According to the latest research, the total number of periodicals published by national minorities in the years 1918–1939 exceeded 3,500. The press of the three largest nations – Jews, Ukrainians and Germans – were the most numerous. The segment of Jewish magazines totaled 1,715 titles compared to 1,132 of Ukrainian papers. Almost 400 Jewish magazines were published not in Yiddish or Hebrew, but in Polish.

Based on scientific research, scientists know that the success of journals is not due to their number, but to their circulation and the key issue – readership. Interestingly, among the national minorities of the Second Polish Republic, the readership was the highest among the Germans: 12.7 copies of the daily newspaper per 100 people followed by the Jewish community – 10. For comparison, the readership among Ukrainians was 0.6 copies, and among Belarusians, it was close to zero.

Warsaw was the largest Polish center of the Jewish press, where about 30-40% of Jewish titles (about 682) were published, including about 40-45 dailies. In 1938, they printed 196,000. copies, i.e. about 20% of the capital’s newspaper circulation. The main Jewish dailies published in Yiddish were “Der Moment”, “Hajnt” and “Nasz Przegląd” in Polish. The first two dailies competed strongly with each other.

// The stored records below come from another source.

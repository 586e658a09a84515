//! Category roll-up: metric totals per canonical category.

use std::collections::BTreeMap;

use crate::category::CanonicalCategory;
use crate::error::AdapterError;
use crate::logs::{Diagnostics, Outcome};
use crate::models::{EnvironmentalMetric, MetricKind, ReportEntry, Stage};
use crate::transform::aggregate::sum_numeric;

/// Metric totals keyed by category.
pub type CategoryTotals = BTreeMap<CanonicalCategory, Vec<EnvironmentalMetric>>;

/// Total every metric kind per category.
///
/// Level 0 groups entries by their own category; levels 1 to 3 group them by
/// their ancestor at that level. Any other level is recorded as a warning and
/// treated as 0. Each stage slot is the sum of the numeric contributions and
/// stays `None` only when no contributor reports it.
pub fn totals_per_category(entries: &[ReportEntry], level: i32) -> Outcome<CategoryTotals> {
    let mut diagnostics = Diagnostics::new();

    let level = match u8::try_from(level) {
        Ok(level) if level <= 3 => level,
        _ => {
            diagnostics.record_warning(AdapterError::InvalidRequest(format!(
                "category level should be between 1 and 3 (got {}); totals are grouped by category",
                level
            )));
            0
        }
    };

    let mut groups: BTreeMap<CanonicalCategory, Vec<&ReportEntry>> = BTreeMap::new();
    for entry in entries {
        let key = if level == 0 {
            entry.category
        } else {
            entry.category.for_level(level)
        };
        groups.entry(key).or_default().push(entry);
    }

    let totals = groups
        .into_iter()
        .map(|(category, members)| (category, group_totals(&members)))
        .collect();

    Outcome::new(totals, diagnostics)
}

/// One metric per kind, in order of first appearance within the group.
fn group_totals(entries: &[&ReportEntry]) -> Vec<EnvironmentalMetric> {
    let mut kinds: Vec<MetricKind> = Vec::new();
    for metric in entries.iter().flat_map(|e| &e.metrics) {
        if !kinds.contains(&metric.kind) {
            kinds.push(metric.kind);
        }
    }

    kinds
        .into_iter()
        .map(|kind| {
            let contributors: Vec<&EnvironmentalMetric> = entries
                .iter()
                .flat_map(|e| &e.metrics)
                .filter(|m| m.kind == kind)
                .collect();
            EnvironmentalMetric::from_fn(kind, |stage: Stage| {
                sum_numeric(contributors.iter().map(|m| m.get(stage)))
            })
        })
        .collect()
}
//! Domain models for the LCA report engine.
//!
//! This module contains the core data structures used throughout the engine:
//!
//! - [`RawRow`] - One export row, header name to cell text
//! - [`Report`] - Normalized report with metadata, entries and fragments
//! - [`ReportEntry`] - One classified material with its metrics
//! - [`EnvironmentalMetric`] - One impact kind across the 20 stage slots
//! - [`Indicator`] - Assessment standard the export was produced for
//! - [`OriginalExtras`] - Format-specific columns kept per section

pub mod extras;
pub mod indicator;
pub mod metric;

pub use extras::{ExtraValue, ExtrasFormat, OriginalExtras};
pub use indicator::Indicator;
pub use metric::{EnvironmentalMetric, MetricKind, Stage, StageValue};

use std::collections::{BTreeMap, HashMap};

use serde::{Deserialize, Serialize};

use crate::category::CanonicalCategory;

// =============================================================================
// Raw Row
// =============================================================================

/// One content row of an export. Blank cells are stored as `None`.
#[derive(Debug, Clone, Default, PartialEq)]
pub struct RawRow {
    cells: HashMap<String, Option<String>>,
}

impl RawRow {
    pub fn new() -> Self {
        Self::default()
    }

    /// Build a row from `(header, cell)` pairs.
    pub fn from_pairs<I, K, V>(pairs: I) -> Self
    where
        I: IntoIterator<Item = (K, V)>,
        K: Into<String>,
        V: Into<String>,
    {
        let mut row = RawRow::new();
        for (header, cell) in pairs {
            row.insert(header, cell);
        }
        row
    }

    pub fn insert(&mut self, header: impl Into<String>, cell: impl Into<String>) {
        let cell = cell.into();
        let cell = if cell.trim().is_empty() { None } else { Some(cell) };
        self.cells.insert(header.into(), cell);
    }

    /// Cell text, `""` for absent columns and blank cells.
    pub fn text(&self, column: &str) -> &str {
        self.cells
            .get(column)
            .and_then(|c| c.as_deref())
            .unwrap_or("")
    }

    pub fn has_column(&self, column: &str) -> bool {
        self.cells.contains_key(column)
    }
}

// =============================================================================
// Report Entry
// =============================================================================

/// A material of the report, classified and annotated with its metrics.
///
/// One entry per distinct (Resource, Category, Comment, Quantity) group of
/// export rows.
#[derive(Debug, Clone, Default, Serialize, Deserialize, PartialEq)]
#[serde(rename_all = "camelCase")]
pub struct ReportEntry {
    pub resource: String,
    pub quantity: Option<f64>,
    pub quantity_unit: String,
    pub category: CanonicalCategory,
    /// Category cell as found in the export.
    pub original_category: String,
    pub metrics: Vec<EnvironmentalMetric>,
    pub question: String,
    pub comment: String,
    pub service_life: String,
    pub resource_type: String,
    pub datasource: String,
    pub years_of_replacement: Option<f64>,
    #[serde(default)]
    pub name: String,
    /// Thickness in metres.
    #[serde(default)]
    pub thickness: Option<f64>,
    /// Raw material mass (kg) per section.
    #[serde(default)]
    pub mass_of_raw_materials: BTreeMap<String, Option<f64>>,
    #[serde(default)]
    pub original_extras: BTreeMap<String, OriginalExtras>,
}

impl ReportEntry {
    pub fn metric(&self, kind: MetricKind) -> Option<&EnvironmentalMetric> {
        self.metrics.iter().find(|m| m.kind == kind)
    }
}

// =============================================================================
// Report
// =============================================================================

/// Extension data attached to a report.
#[derive(Debug, Clone, Serialize, Deserialize, PartialEq)]
#[serde(tag = "type", rename_all = "camelCase")]
pub enum ReportFragment {
    /// Inputs needed to scale per-m²-per-year values back to absolute ones.
    #[serde(rename_all = "camelCase")]
    AdditionalInputs {
        floor_area: f64,
        building_life_expectancy: f64,
    },
}

/// A normalized LCA report.
#[derive(Debug, Clone, Default, Serialize, Deserialize, PartialEq)]
#[serde(rename_all = "camelCase")]
pub struct Report {
    pub indicator: Indicator,
    pub entity_users: Vec<String>,
    pub project_name: String,
    pub design_name: String,
    pub entries: Vec<ReportEntry>,
    #[serde(default)]
    pub fragments: Vec<ReportFragment>,
}

impl Report {
    pub fn new(indicator: Indicator) -> Self {
        Self {
            indicator,
            ..Default::default()
        }
    }

    /// Floor area and building life expectancy, if provided.
    pub fn additional_inputs(&self) -> Option<(f64, f64)> {
        self.fragments.iter().find_map(|f| match f {
            ReportFragment::AdditionalInputs {
                floor_area,
                building_life_expectancy,
            } => Some((*floor_area, *building_life_expectancy)),
        })
    }

    /// Distinct metric kinds across all entries, in first-appearance order.
    pub fn metric_kinds(&self) -> Vec<MetricKind> {
        let mut kinds = Vec::new();
        for metric in self.entries.iter().flat_map(|e| &e.metrics) {
            if !kinds.contains(&metric.kind) {
                kinds.push(metric.kind);
            }
        }
        kinds
    }
}
pub mod cli_config;
pub mod settings;

pub use cli_config::CliConfig;
pub use settings::{Settings, TurnSettings};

Especially “Political Letters”, a permanent column edited by Mosze Justman, aka B. Juszson, were very popular in “Hajnt”. According to Marian Fuks, a leading researcher of the Jewish press in the 1970s, Justman argued with the editor-in-chief of Der Moment and joined the Hajnt, attracting thousands of readers.

Der Moment was considered the most modern among Jewish newspapers. Its editorial office was equipped with new generation rotary machines and linotypes. The weekly circulation of the magazine ranged between 40 and 60.000 copies, and the weekend editions had a circulation of nearly 90.000. When the newspaper described the famous case of Menachem Mendel Bejlis, the circulation was over one hundred and fifty thousand copies.

The last issues of both dailies were published on September 23, 1939.